With spell research in play you can have two spell casters of the same level and profession, knowing the same spell lists and even freakishly having the same stats and number of power points but playing completely differently and having different abilities because they have researched different aspects of their spell lists.
The rules (in RMC) literally take up less than two pages in Spell Law so this is not a complex, advanced players option despite the fact that many GMs and players treat it that way. The sooner you get your players creating their own spells the sooner you will have them putting their own stamp on their characters. Then of course you have the option of having players teaching spells they have learned to other characters. This only takes a quarter of the time but does make player cooperation really interesting.
Now even with professions, spell lists and their own custom spells Rolemaster has even more to give the magic user. I will continue with that next time.
Ah, so I am not the only one who has seen the “cookie cutter characters” in D&D. Roll up 10 magic users in D&D and their starting stats will be nearly identical with the “17” being in Wisdom or Charisma depending on which realm of magic the caster draws from.
Even 4-5 levels into the PC development, the spells are ALMOST identical for Sorcerer and Wizard. The stats haven’t changed until level 4 when the player has an option to add +1 to a stat.
I would argue that a GM in RM could have five Magicians with totally different stats, and completely different spell lists for each. Let’s assume a safe estimate and utilizing Level 0 PC creation, a 1st level mage could have 4 spell lists. So going with a conservative average, we’ll say Level 1 Magician has 3 spell lists. Five Level 1 magicians could have 15 different spell lists between them! 🙂 That is awesome variety and creative freedom and opens up so many options for the player.

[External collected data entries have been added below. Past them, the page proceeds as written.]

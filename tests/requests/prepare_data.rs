use axum::http::{HeaderName, HeaderValue};
use axum_test::TestServer;
use loco_rs::testing::prelude::*;

pub struct LoggedInUser {
    pub token: String,
    pub username: String,
}

/// Registers a fresh user through the API and returns its bearer token.
pub async fn init_user_login(request: &TestServer, tag: &str) -> LoggedInUser {
    let payload = serde_json::json!({
        "mobile": format!("07000{tag}"),
        "username": format!("user_{tag}"),
        "password": "secret123",
    });
    let response = request.post("/api/auth/register").json(&payload).await;
    assert_eq!(response.status_code(), 200, "{}", response.text());

    let auth: serde_json::Value = response.json();
    LoggedInUser {
        token: auth["token"].as_str().expect("token in response").to_string(),
        username: auth["username"].as_str().expect("username").to_string(),
    }
}

pub fn auth_header(token: &str) -> (HeaderName, HeaderValue) {
    (
        HeaderName::from_static("authorization"),
        HeaderValue::from_str(&format!("Bearer {token}")).expect("valid auth header"),
    )
}
#![allow(elided_lifetimes_in_paths)]
#![allow(clippy::wildcard_imports)]
pub use sea_orm_migration::prelude::*;
mod m20220101_000001_users;
mod m20250301_100001_trips;
mod m20250301_100152_trip_members;
mod m20250301_100318_albums;
mod m20250301_100544_photos;
mod m20250301_101027_persons;
mod m20250301_101212_faces;
pub struct Migrator;

#[async_trait::async_trait]
impl MigratorTrait for Migrator {
    fn migrations() -> Vec<Box<dyn MigrationTrait>> {
        vec![
            Box::new(m20220101_000001_users::Migration),
            Box::new(m20250301_100001_trips::Migration),
            Box::new(m20250301_100152_trip_members::Migration),
            Box::new(m20250301_100318_albums::Migration),
            Box::new(m20250301_100544_photos::Migration),
            Box::new(m20250301_101027_persons::Migration),
            Box::new(m20250301_101212_faces::Migration),
            // inject-above (do not remove this comment)
        ]
    }
}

Most GMs all stat bonuses on spell gain rolls and if that is the case then yes it is certainly possible to get to spell lists at level 0/apprentice and another 2 at level 1. As a GM I do not allow stat bonuses. This means that the 1st level spell caster will probably get 2 or maybe 3 spell lists at 1st level. I have found that having less lists but being actively encouraged to develop those lists gives more creativity and in later levels spells from righ up and down the spell lists are used.
I was in a game session in February where there were two high level spell users. I was playing my 15th level illusionist and another player was a 23rd level magician. We bypassed a lot of an evil temple by identifying where the ‘dungeons’ lay under the town above and used Long Door to drop down near the evil bad guys lair, we fought some lackeys outside the lair and then burst in on the guy. He was something like a 39th level evil cleric or so. Start to finish the maigician used about 130 power points because he habitually uses only the most powerful 4-5 spells on every list. I was just as active through out the fight and I used 38 power points and at one point I even cast a 2nd level spell (silence 5’r) to mask the sound of our combat outside the lair. There is nothing wrong with always going in with all guns blazing as long as you have a plan B should the encounter go on longer than you anticipated.
Limited choices at the beginning forces the players into making the best use of those few low level spells and it trains the mind to think that way even when they do have more options leter on. if their lists are completely unique and hand crafted to fit their characters vision then even better. It is much easier to research 1st – 5th level spells during an ongoing campaign so the spells that do get created tend to be these low level spells.